• Gracie Strawser

3 Things to Remember When Handling Bill of Ladings

For every load a CDL driver hauls, there's paperwork that comes with it called a bill of lading, or BOL for short. A BOL is a legal document that provides the following:

Evidence: Represents the agreement/contract between the shipper and the carrier that spells out where the freight was collected, what is being transported, and when/where it is to be delivered. Receipt of Goods: Issuance and signing of the BOL is proof that the carrier has received the goods from the shipper and that goods are in satisfactory condition. Title of the Goods: A BOL can serve as the official document that gives control of the cargo to different parties along the route. Information: A BOL should include the following elements:

  • Name and address of shipper

  • Name and address of receiver/consignee

  • Name of bill-to

  • Date of pickup

  • Purchase orders or reference numbers

  • Description of items to be shipped

  • Weight and dimensions of the product

  • Freight class

  • Packaging type

  • Any special instructions specific to the customer and product

A standard BOL includes a lot of information, and should be handled carefully. Normally, this is the standard process for a BOL:

  • Driver goes to the loading or unloading location

  • Paperwork is given to the driver when the load is loaded

  • Driver goes to the delivery destination

  • Paperwork is handed to a receiving manager to be signed

  • Signed paperwork is given back and the driver gives the paperwork to the Accounting Department to bill the shipper or broker

But the process can easily be interrupted and become more complicated:

  • Driver goes to the loading or unloading location

  • Shipping or receiving is behind schedule and delayed by 2 hours

  • Driver hands off the BOL and loses track of the paperwork

  • Driver's routine is interfered due to the delays and problems, causing the BOLs to go unchecked for accuracy and completeness

It doesn't take much to interrupt what should be a straight-forward process. Missing a piece of paper may not seem like a big deal when delivering a load, but it can become a big deal whenever a company refuses to pay for the delivered load or claim that the load was never delivered since there's no paper trail. In the middle of all the delays and distractions, there are ways to double-check the BOLs to avoid future delays that can help keep things moving normally. Here are 3 things to remember when handling BOLs:

1. Check the Number of Given Pages

It's easy to lose a piece of paper; what's not easy is tracking it down after a driver has already arrived at the delivery destination and needs a receiving manager to sign it, and it's even harder after the driver has completely delivered the load and goes back to the truck and trailer yard. One way to avoid this is to ask how pieces of paper should be included in the BOL, and then counting the pages before leaving a stop to ensure everything is there.

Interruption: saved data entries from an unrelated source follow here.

//! Test utilities for database operations.
//!
//! `TestDatabase::sqlite_in_memory` gives every test its own migrated
//! database; the Postgres helpers back the `#[ignore]`d integration tests.

use sea_orm::{
    ConnectOptions, ConnectionTrait, Database, DatabaseBackend, DatabaseConnection, DbErr,
    Statement,
};
use sea_orm_migration::MigratorTrait;
use tracing::info;

use crate::migrations::Migrator;

/// Test database configuration.
#[derive(Debug, Clone)]
pub struct TestDbConfig {
    /// Database host.
    pub host: String,
    /// Database port.
    pub port: u16,
    /// Database username.
    pub username: String,
    /// Database password.
    pub password: String,
    /// Database name.
    pub database: String,
}

impl Default for TestDbConfig {
    fn default() -> Self {
        Self {
            host: std::env::var("TEST_DB_HOST").unwrap_or_else(|_| "localhost".to_string()),
            port: std::env::var("TEST_DB_PORT")
                .ok()
                .and_then(|p| p.parse().ok())
                .unwrap_or(5433),
            username: std::env::var("TEST_DB_USER").unwrap_or_else(|_| "alumni_test".to_string()),
            password: std::env::var("TEST_DB_PASSWORD")
                .unwrap_or_else(|_| "alumni_test".to_string()),
            database: std::env::var("TEST_DB_NAME").unwrap_or_else(|_| "alumni_test".to_string()),
        }
    }
}

impl TestDbConfig {
    /// Get the database URL.
    #[must_use]
    pub fn database_url(&self) -> String {
        format!(
            "postgres://{}:{}@{}:{}/{}",
            self.username, self.password, self.host, self.port, self.database
        )
    }

    /// Get URL for connecting to postgres database (for creating test DB).
    #[must_use]
    pub fn postgres_url(&self) -> String {
        format!(
            "postgres://{}:{}@{}:{}/postgres",
            self.username, self.password, self.host, self.port
        )
    }
}

/// A test database context that manages the lifecycle of a test database.
pub struct TestDatabase {
    /// Database connection.
    pub conn: DatabaseConnection,
    /// Database configuration.
    pub config: TestDbConfig,
    #[allow(dead_code)]
    cleanup_on_drop: bool,
}

impl TestDatabase {
    /// Create a new test database with a unique name.
    ///
    /// This connects to the postgres database, creates a new test database,
    /// runs migrations, and returns a connection to the test database.
    pub async fn new() -> Result<Self, DbErr> {
        let config = TestDbConfig::default();
        Self::with_config(config).await
    }

    /// Create a new test database with custom configuration.
    pub async fn with_config(config: TestDbConfig) -> Result<Self, DbErr> {
        let conn = Database::connect(&config.database_url()).await?;

        info!(database = %config.database, "Connected to test database");

        Ok(Self {
            conn,
            config,
            cleanup_on_drop: false, // Set to true to clean tables on drop
        })
    }

    /// Create a migrated in-memory SQLite database.
    ///
    /// The pool is pinned to a single connection: every pooled connection
    /// to `sqlite::memory:` would otherwise see its own empty database.
    pub async fn sqlite_in_memory() -> Result<Self, DbErr> {
        let mut opt = ConnectOptions::new("sqlite::memory:");
        opt.max_connections(1).min_connections(1).sqlx_logging(false);

        let conn = Database::connect(opt).await?;
        Migrator::up(&conn, None).await?;

        Ok(Self {
            conn,
            config: TestDbConfig::default(),
            cleanup_on_drop: false,
        })
    }

    /// Run pending migrations against this database.
    pub async fn migrate(&self) -> Result<(), DbErr> {
        Migrator::up(&self.conn, None).await
    }

    /// Create a unique test database (for parallel tests).
    pub async fn create_unique() -> Result<Self, DbErr> {
        let mut config = TestDbConfig::default();
        let unique_suffix = uuid::Uuid::new_v4().to_string().replace('-', "_");
        config.database = format!("alumni_test_{}", &unique_suffix[..8]);

        // Connect to postgres to create the database
        let postgres_conn = Database::connect(&config.postgres_url()).await?;

        let create_db = format!("CREATE DATABASE \"{}\"", config.database);
        postgres_conn
            .execute(Statement::from_string(DatabaseBackend::Postgres, create_db))
            .await?;

        postgres_conn.close().await?;

        // Connect to the new database
        let conn = Database::connect(&config.database_url()).await?;

        info!(database = %config.database, "Created unique test database");

        Ok(Self {
            conn,
            config,
            cleanup_on_drop: true,
        })
    }

    /// Get the database connection.
    #[must_use]
    pub const fn connection(&self) -> &DatabaseConnection {
        &self.conn
    }

    /// Clean up all data in the test database (truncate all tables).
    pub async fn cleanup(&self) -> Result<(), DbErr> {
        // Get all table names
        let tables = self
            .conn
            .query_all(Statement::from_string(
                DatabaseBackend::Postgres,
                "SELECT tablename FROM pg_tables WHERE schemaname = 'public'".to_string(),
            ))
            .await?;

        // Truncate each table
        for row in tables {
            if let Ok(table_name) = row.try_get::<String>("", "tablename") {
                // Skip migration table
                if table_name == "seaql_migrations" {
                    continue;
                }

                let truncate = format!("TRUNCATE TABLE \"{table_name}\" CASCADE");
                self.conn
                    .execute(Statement::from_string(DatabaseBackend::Postgres, truncate))
                    .await?;
            }
        }

        info!("Cleaned up test database");
        Ok(())
    }

    /// Drop the test database (for unique databases).
    /// Note: This consumes self because it needs to close the connection.
    pub async fn drop_database(self) -> Result<(), DbErr> {
        // Close the connection first
        self.conn.close().await?;

        // Connect to postgres to drop the database
        let postgres_conn = Database::connect(&self.config.postgres_url()).await?;

        // Terminate all connections to the database
        let terminate = format!(
            "SELECT pg_terminate_backend(pid) FROM pg_stat_activity WHERE datname = '{}'",
            self.config.database
        );
        postgres_conn
            .execute(Statement::from_string(DatabaseBackend::Postgres, terminate))
            .await
            .ok(); // Ignore errors

        let drop_db = format!("DROP DATABASE IF EXISTS \"{}\"", self.config.database);
        postgres_conn
            .execute(Statement::from_string(DatabaseBackend::Postgres, drop_db))
            .await?;

        postgres_conn.close().await?;

        info!(database = %self.config.database, "Dropped test database");
        Ok(())
    }

    /// Run a test with automatic cleanup.
    ///
    /// Example:
    /// ```ignore
    /// TestDatabase::run_test(|db| async {
    ///     let conn = db.connection();
    ///     // use connection...
    ///     Ok(())
    /// }).await?;
    /// ```
    pub async fn run_test<F, Fut, T>(f: F) -> Result<T, DbErr>
    where
        F: for<'a> FnOnce(&'a Self) -> Fut,
        Fut: std::future::Future<Output = Result<T, DbErr>>,
    {
        let db = Self::new().await?;
        let result = f(&db).await;
        db.cleanup().await?;
        result
    }
}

2. Keep the Pages Together and In Numerical Order After ensuring all of the paperwork is there, the pages need to stay together and not scattered across a truck because scrambling to get the entire BOL can cause a delay. A good way to make sure all of the papers are in order is to paperclip or staple them together. At Ned Bard & Son, we always keep a small box of paperclips out in the driver's room specifically so it's easier for our drivers to keep their BOL together so they can get in and out of a destination as fast as possible. Staying organized and sticking to a routine will ensure consistent and accurate paperwork. 3. Make Sure All Required Signatures Are Signed and Legible Each customer does their paperwork a little bit differently than the next customer, but they all require at least one signature by the receiving manager as proof that the load was delivered. But whether only one or multiple required signatures, signatures that can be signed anywhere or in a specific spot, it's important that all required signatures are on the BOL by the end of the delivery. Drivers need to be away that they follow each customer's specific requirements, or else the payment for a load may be delayed until the BOLs are fixed to meet the requirements. It's also just as important that any and all signatures are legible. After all, if the driver personally can't read the name, how can you prove that the load went to the right customer and not someone else?

At the end of the day, a driver should feel accomplished and shouldn't need to worry about getting paid for any previous loads; they should be able to move onto the next day without a problem. Making sure that all BOLs are complete, signed, and turned in is important to ensure that a driver won't have to go back and rework the documentation of a previous load. While things can get tough, it's important to remember to get all paperwork completed and turned in so that everyone can have a fresh start the next day and keep on trucking.